• _What needs to be done_:
Copy exactly the lines of the data below that run from the line holding "pub fn has_tetrajet(&self)" through the line holding "one admitted jet.", both ends included.

• _Data for the task_:
------------

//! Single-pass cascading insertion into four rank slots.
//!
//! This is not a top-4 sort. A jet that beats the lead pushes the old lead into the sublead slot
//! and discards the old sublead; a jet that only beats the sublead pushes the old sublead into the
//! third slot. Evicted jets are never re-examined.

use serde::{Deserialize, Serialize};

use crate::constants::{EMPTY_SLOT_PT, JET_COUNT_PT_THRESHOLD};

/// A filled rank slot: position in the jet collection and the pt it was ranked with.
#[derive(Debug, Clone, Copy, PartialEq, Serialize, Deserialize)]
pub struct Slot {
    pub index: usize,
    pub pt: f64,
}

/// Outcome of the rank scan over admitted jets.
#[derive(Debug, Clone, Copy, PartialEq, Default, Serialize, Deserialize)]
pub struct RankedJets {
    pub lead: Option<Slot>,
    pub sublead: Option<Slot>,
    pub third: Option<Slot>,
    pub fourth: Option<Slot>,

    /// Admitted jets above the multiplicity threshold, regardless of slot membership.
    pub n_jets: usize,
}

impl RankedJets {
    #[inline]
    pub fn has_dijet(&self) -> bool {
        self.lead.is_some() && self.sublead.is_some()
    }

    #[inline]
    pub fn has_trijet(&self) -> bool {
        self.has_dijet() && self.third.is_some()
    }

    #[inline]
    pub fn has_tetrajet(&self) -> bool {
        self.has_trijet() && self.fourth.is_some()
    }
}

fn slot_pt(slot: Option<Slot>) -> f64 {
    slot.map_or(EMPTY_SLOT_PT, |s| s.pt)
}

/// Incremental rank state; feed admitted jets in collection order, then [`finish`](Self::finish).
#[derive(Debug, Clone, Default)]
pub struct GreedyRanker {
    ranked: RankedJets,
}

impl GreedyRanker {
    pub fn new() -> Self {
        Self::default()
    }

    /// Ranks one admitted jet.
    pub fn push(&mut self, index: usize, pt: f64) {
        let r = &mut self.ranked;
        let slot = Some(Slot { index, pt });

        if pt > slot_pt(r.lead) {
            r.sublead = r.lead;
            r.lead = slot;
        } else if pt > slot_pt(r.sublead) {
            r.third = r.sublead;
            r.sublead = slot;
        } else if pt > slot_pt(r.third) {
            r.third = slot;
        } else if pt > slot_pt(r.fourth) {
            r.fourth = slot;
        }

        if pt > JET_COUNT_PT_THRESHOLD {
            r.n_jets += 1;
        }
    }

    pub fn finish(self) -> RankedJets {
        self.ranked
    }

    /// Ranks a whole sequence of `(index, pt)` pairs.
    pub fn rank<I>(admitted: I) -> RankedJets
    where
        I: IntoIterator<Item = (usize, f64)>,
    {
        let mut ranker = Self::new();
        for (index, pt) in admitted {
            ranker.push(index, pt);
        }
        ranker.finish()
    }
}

------------

• _Exercise output_:
    pub fn has_tetrajet(&self) -> bool {
        self.has_trijet() && self.fourth.is_some()
    }
}

fn slot_pt(slot: Option<Slot>) -> f64 {
    slot.map_or(EMPTY_SLOT_PT, |s| s.pt)
}

/// Incremental rank state; feed admitted jets in collection order, then [`finish`](Self::finish).
#[derive(Debug, Clone, Default)]
pub struct GreedyRanker {
    ranked: RankedJets,
}

impl GreedyRanker {
    pub fn new() -> Self {
        Self::default()
    }

    /// Ranks one admitted jet.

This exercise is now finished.